概要
もっと具体的に書くと東宝が“東宝設立50周年”を記念して製作・公開した映画である。
公開年は1982年9月11日。
監督および脚本を担当したのはあの黒澤明の映画にも参加した当時の有名脚本家である橋本忍。更に莫大な予算と制作期間をかけて作られた上映時間2時間半以上のまさに東宝渾身の意欲作であった。
・・・のだが、その内容はと言うと“ネオ・サスペンス”なる聞き慣れないコンセプトによって作られた意味不明で理解不能なシナリオ、唐突かつ不自然な場面転換、どう考えても無理のある各種設定、全体的にチープな感じの演出が全編を埋め尽くしている文字通りのトンデモ怪作だった。
そんなわけで公開後もほとんど客足が伸びず映画はほんの数週間で全て打ち切られたとされ、この失敗により橋本の名声も地に落ちたと言われている(後に橋本も「この映画は失敗だった」と認めている)。
日本映画史上でも屈指の問題作だったことから公開後もほぼ封印作品扱いでソフト化はされていなかった。しかしそのぶっ飛びぶりが一部の好事家の間で話題になっており、それを受けてか2003年にDVD化された。そして、何をトチ狂ったのか東宝創立90周年+公開40周年記念を機に2022年にBD化されるに至った。おいおい…。
主なシナリオ・演出のツッコミ所
- そもそものストーリーが“愛犬を殺された風俗嬢の復讐劇”
- 復讐方法は日々のジョギングで鍛えた脚を使って相手をマラソンで追い詰め、疲れ切った相手を刺し殺すというもの
- 主人公の仕事仲間の一人が日本の風俗を調べに来たという米国の諜報員
- 別に主人公と直接的な関係があるわけでもないのに物語が戦国時代にジャンプ
- ラストはこれまた主人公とはほぼ関係ない宇宙空間で〆
撮影までの経緯
そもそもこの作品が世に出ることになったのかというと、橋本が脚本・制作を務めた『八甲田山』のロケ現場で、橋本がブナの木に話しかけた際にある一枚の絵が脳裏に浮かんだことに始まる。
その絵は「日本髪を振りみだした若い女が、出刃包丁を構え、体ごと男へぶつかっている」という
もので、女は縄文期から過去・現在・未来へ転生し続けているという設定だった。その後、橋本は今度はタイプライターに思いを巡らせ、従来の電動式のものからLSIを用いたものに代わっていくと構想し、更には琵琶湖畔で弥勒菩薩像を見物する。

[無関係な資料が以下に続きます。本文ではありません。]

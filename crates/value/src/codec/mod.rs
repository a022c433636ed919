//! Transport encodings for structured values.
//!
//! Stored metadata is flat text. [`Codec`] turns that text into a [`Value`]
//! and back, so rewrite logic never depends on a particular encoding.

mod json;
mod php;

pub use json::JsonCodec;
pub use php::PhpCodec;

use crate::Value;

/// Errors raised while decoding an encoded value.
#[derive(Debug, Clone, PartialEq, Eq, thiserror::Error)]
pub enum CodecError {
    #[error("unexpected end of input at byte {pos}")]
    UnexpectedEnd { pos: usize },

    #[error("unexpected input at byte {pos}: expected {expected}")]
    Unexpected { pos: usize, expected: String },

    #[error("invalid number at byte {pos}")]
    InvalidNumber { pos: usize },

    #[error("string at byte {pos} is not valid UTF-8")]
    InvalidUtf8 { pos: usize },

    #[error("unsupported tag '{tag}' at byte {pos}")]
    Unsupported { pos: usize, tag: char },

    #[error("trailing data after byte {pos}")]
    TrailingData { pos: usize },

    #[error("malformed document: {0}")]
    Malformed(String),
}

/// A reversible text encoding for [`Value`] trees.
pub trait Codec {
    /// Short identifier used in logs.
    fn name(&self) -> &'static str;

    fn encode(&self, value: &Value) -> String;

    fn decode(&self, raw: &str) -> Result<Value, CodecError>;

    /// Decode `raw` when it is a complete encoded value, otherwise `None`.
    ///
    /// Stored metadata mixes plain strings with encoded blobs, so callers
    /// probe each value rather than assume an encoding.
    fn maybe_decode(&self, raw: &str) -> Option<Value> {
        self.decode(raw).ok()
    }

    /// Whether `raw` is framed like this encoding, decodable or not.
    ///
    /// Plain-text substitution on such a value would break its framing.
    fn looks_encoded(&self, raw: &str) -> bool;
}
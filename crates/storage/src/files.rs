//! Filesystem helpers shared by [`FileStorage`](crate::FileStorage)
//! implementations.

use std::path::Path;

/// Pick a name in `dir` that no existing file uses.
///
/// `photo.jpg` becomes `photo-1.jpg`, `photo-2.jpg`, … until free.
pub fn unique_filename(dir: &Path, name: &str) -> String {
    let name = sanitize(name);
    if !dir.join(&name).exists() {
        return name;
    }
    let (stem, ext) = split_ext(&name);
    let mut n = 1u32;
    loop {
        let candidate = match ext {
            Some(ext) => format!("{}-{}.{}", stem, n, ext),
            None => format!("{}-{}", stem, n),
        };
        if !dir.join(&candidate).exists() {
            return candidate;
        }
        n += 1;
    }
}

/// Split `name` into stem and extension. Leading dots do not start an
/// extension.
pub fn split_ext(name: &str) -> (&str, Option<&str>) {
    match name.rfind('.') {
        Some(i) if i > 0 && i + 1 < name.len() => (&name[..i], Some(&name[i + 1..])),
        _ => (name, None),
    }
}

/// MIME type for an upload, by extension.
pub fn mime_for(name: &str) -> Option<&'static str> {
    let (_, ext) = split_ext(name);
    let mime = match ext?.to_ascii_lowercase().as_str() {
        "jpg" | "jpeg" | "jpe" => "image/jpeg",
        "png" => "image/png",
        "gif" => "image/gif",
        "webp" => "image/webp",
        "avif" => "image/avif",
        "bmp" => "image/bmp",
        "ico" => "image/x-icon",
        "tif" | "tiff" => "image/tiff",
        "heic" => "image/heic",
        "svg" => "image/svg+xml",
        "pdf" => "application/pdf",
        "mp4" => "video/mp4",
        "mp3" => "audio/mpeg",
        _ => return None,
    };
    Some(mime)
}

/// Last path segment of a URL or path.
pub fn basename(s: &str) -> &str {
    let trimmed = s.trim_end_matches('/');
    trimmed.rsplit('/').next().unwrap_or(trimmed)
}

fn sanitize(name: &str) -> String {
    let cleaned: String = name
        .chars()
        .map(|c| if c.is_whitespace() { '-' } else { c })
        .filter(|c| !matches!(c, '/' | '\\' | '?' | '#' | '"' | '\''))
        .collect();
    if cleaned.is_empty() {
        "file".to_string()
    } else {
        cleaned
    }
}
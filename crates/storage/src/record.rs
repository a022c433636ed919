use std::collections::BTreeMap;
use std::fmt;
use std::path::PathBuf;

use serde::{Deserialize, Serialize};

pub type TenantId = i64;
pub type ItemId = i64;

/// Well-known content item field names.
pub mod fields {
    pub const TITLE: &str = "post_title";
    pub const CONTENT: &str = "post_content";
    pub const STATUS: &str = "post_status";
    pub const TYPE: &str = "post_type";
    pub const NAME: &str = "post_name";
    pub const PARENT: &str = "post_parent";
    pub const MENU_ORDER: &str = "menu_order";
    pub const MIME_TYPE: &str = "post_mime_type";
    pub const GUID: &str = "guid";
}

/// A site of the installation.
#[derive(Debug, Clone, PartialEq, Eq, Serialize, Deserialize)]
pub struct Site {
    pub id: TenantId,
    pub name: String,
    pub home_url: String,
}

/// One content record. `id` is `None` for an item not yet inserted.
#[derive(Debug, Clone, Default, PartialEq, Eq, Serialize, Deserialize)]
pub struct ContentItem {
    pub id: Option<ItemId>,
    pub fields: BTreeMap<String, String>,
}

impl ContentItem {
    pub fn new() -> Self {
        Self::default()
    }

    /// Builder-style field setter.
    pub fn with_field(mut self, name: &str, value: impl Into<String>) -> Self {
        self.fields.insert(name.to_string(), value.into());
        self
    }

    pub fn field(&self, name: &str) -> Option<&str> {
        self.fields.get(name).map(String::as_str)
    }

    pub fn set_field(&mut self, name: &str, value: impl Into<String>) {
        self.fields.insert(name.to_string(), value.into());
    }

    pub fn content(&self) -> &str {
        self.field(fields::CONTENT).unwrap_or("")
    }

    pub fn post_type(&self) -> &str {
        self.field(fields::TYPE).unwrap_or("post")
    }
}

/// Metadata of one item: each key maps to an ordered list of raw values.
///
/// Keys are kept in first-insertion order and may carry several values.
#[derive(Debug, Clone, Default, PartialEq, Eq, Serialize, Deserialize)]
pub struct MetaMap {
    entries: Vec<(String, Vec<String>)>,
}

impl MetaMap {
    pub fn new() -> Self {
        Self::default()
    }

    /// Append a value under `key`.
    pub fn push(&mut self, key: &str, value: impl Into<String>) {
        let value = value.into();
        match self.entries.iter_mut().find(|(k, _)| k == key) {
            Some((_, values)) => values.push(value),
            None => self.entries.push((key.to_string(), vec![value])),
        }
    }

    /// Replace every value under `key` with a single one.
    pub fn set(&mut self, key: &str, value: impl Into<String>) {
        let value = value.into();
        match self.entries.iter_mut().find(|(k, _)| k == key) {
            Some((_, values)) => *values = vec![value],
            None => self.entries.push((key.to_string(), vec![value])),
        }
    }

    pub fn get(&self, key: &str) -> Option<&[String]> {
        self.entries
            .iter()
            .find(|(k, _)| k == key)
            .map(|(_, v)| v.as_slice())
    }

    pub fn first(&self, key: &str) -> Option<&str> {
        self.get(key)?.first().map(String::as_str)
    }

    pub fn contains_key(&self, key: &str) -> bool {
        self.get(key).is_some()
    }

    /// Every key with its values, in key order.
    pub fn groups(&self) -> impl Iterator<Item = (&str, &[String])> {
        self.entries.iter().map(|(k, v)| (k.as_str(), v.as_slice()))
    }

    /// Every (key, value) pair, flattened in key then value order.
    pub fn pairs(&self) -> impl Iterator<Item = (&str, &str)> {
        self.entries
            .iter()
            .flat_map(|(k, values)| values.iter().map(move |v| (k.as_str(), v.as_str())))
    }

    /// Total number of values across all keys.
    pub fn len(&self) -> usize {
        self.entries.iter().map(|(_, v)| v.len()).sum()
    }

    pub fn is_empty(&self) -> bool {
        self.entries.is_empty()
    }
}

/// Upload location of the current tenant: filesystem directory and the
/// public URL it is served under.
#[derive(Debug, Clone, PartialEq, Eq)]
pub struct UploadDir {
    pub path: PathBuf,
    pub url: String,
}

/// A derived, resized copy of an image.
#[derive(Debug, Clone, Default, PartialEq, Eq, Serialize, Deserialize)]
pub struct Rendition {
    pub file: String,
    pub width: u32,
    pub height: u32,
    pub mime_type: String,
}

/// Attachment metadata: the original file plus its named renditions.
#[derive(Debug, Clone, Default, PartialEq, Eq, Serialize, Deserialize)]
pub struct RenditionMeta {
    pub file: String,
    pub width: u32,
    pub height: u32,
    pub sizes: BTreeMap<String, Rendition>,
}

/// An attachment as listed under its parent item.
#[derive(Debug, Clone, PartialEq, Eq)]
pub struct AttachmentRecord {
    pub id: ItemId,
    pub parent: ItemId,
    pub menu_order: i64,
    pub mime_type: String,
    pub title: String,
}

/// Fields for registering a new attachment record.
#[derive(Debug, Clone, PartialEq, Eq)]
pub struct NewAttachment {
    pub guid: String,
    pub mime_type: String,
    pub title: String,
    pub content: String,
    pub status: String,
}

/// The two stored variants of a page-builder layout.
#[derive(Debug, Clone, Copy, PartialEq, Eq, Hash)]
pub enum LayoutVariant {
    Published,
    Draft,
}

impl LayoutVariant {
    pub const ALL: [LayoutVariant; 2] = [LayoutVariant::Published, LayoutVariant::Draft];

    /// Metadata key holding the node graph.
    pub fn data_key(self) -> &'static str {
        match self {
            LayoutVariant::Published => "_fl_builder_data",
            LayoutVariant::Draft => "_fl_builder_draft",
        }
    }

    /// Metadata key holding the layout settings blob.
    pub fn settings_key(self) -> &'static str {
        match self {
            LayoutVariant::Published => "_fl_builder_data_settings",
            LayoutVariant::Draft => "_fl_builder_draft_settings",
        }
    }
}

impl fmt::Display for LayoutVariant {
    fn fmt(&self, f: &mut fmt::Formatter<'_>) -> fmt::Result {
        match self {
            LayoutVariant::Published => f.write_str("published"),
            LayoutVariant::Draft => f.write_str("draft"),
        }
    }
}

#[cfg(test)]
mod tests {
    use super::*;

    #[test]
    fn test_meta_map_keeps_duplicate_values_in_order() {
        let mut m = MetaMap::new();
        m.push("color", "red");
        m.push("size", "L");
        m.push("color", "blue");
        assert_eq!(m.get("color").unwrap(), &["red".to_string(), "blue".to_string()]);
        assert_eq!(
            m.pairs().collect::<Vec<_>>(),
            vec![("color", "red"), ("color", "blue"), ("size", "L")]
        );
        assert_eq!(m.len(), 3);
    }

    #[test]
    fn test_meta_map_set_replaces_all_values() {
        let mut m = MetaMap::new();
        m.push("k", "1");
        m.push("k", "2");
        m.set("k", "3");
        assert_eq!(m.first("k"), Some("3"));
        assert_eq!(m.len(), 1);
    }

    #[test]
    fn test_content_item_defaults() {
        let item = ContentItem::new().with_field(fields::TITLE, "Hello");
        assert_eq!(item.content(), "");
        assert_eq!(item.post_type(), "post");
        assert_eq!(item.field(fields::TITLE), Some("Hello"));
    }
}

結果、橋本は「LSI、十一面観音の菩薩像、出刃包丁を構えた女」の三つを組み合わせた話を企画し始め、そして2年をかけて最終的な脚本が書き上げられた。わけがわからないよ。
何でこんな映画になってしまったの?
本作は、プロデューサー・監督・脚本・編集・原作すべてが橋本に手による作品であり、いわば橋本が「製作総指揮」とも言える立場にあったが、それにより集団作業によるブラッシュアップの機会や、無謀なアイディアを止めるチェック機能を欠いてしまったことが最大の要因であると言える。
例えば、本来は橋本は忠臣蔵を「老人一人相手に47人がかりで殺す話にすぎない」と考え、仇討ちに否定的な人間であったが、溺愛していた愛犬を亡くしており、あまりの溺愛ぶりからか「もし愛犬を殺されたら復習をする」と家族に話し、家族から呆れられたという。
こうした独善的な考えを誰も止められずに、脚本の執筆に至ったが、実は橋本すら脚本に自信を持てなかったのだという。
そのような事態に陥り、撮影中止も考えていたらしいが、結局悩むうちに準備が進んでしまったため、撮影に入らざるを得なかったという。
まあ、結果出来上がったのは、
- 「生命をもたない映画、死体のごとき映画であり、要するにどうしようもない愚作である」(山根貞男(映画評論家))
と酷評される代物だったので、悩まずにその時点でばっさりと切り捨てられていれば、もっと違った結果になったのかもしれない。
このような有様で撮影された作品であったため、現場は見事にデスマーチ化してしまっており、その事も映画の出来に悪影響を及ぼした可能性は否定できない。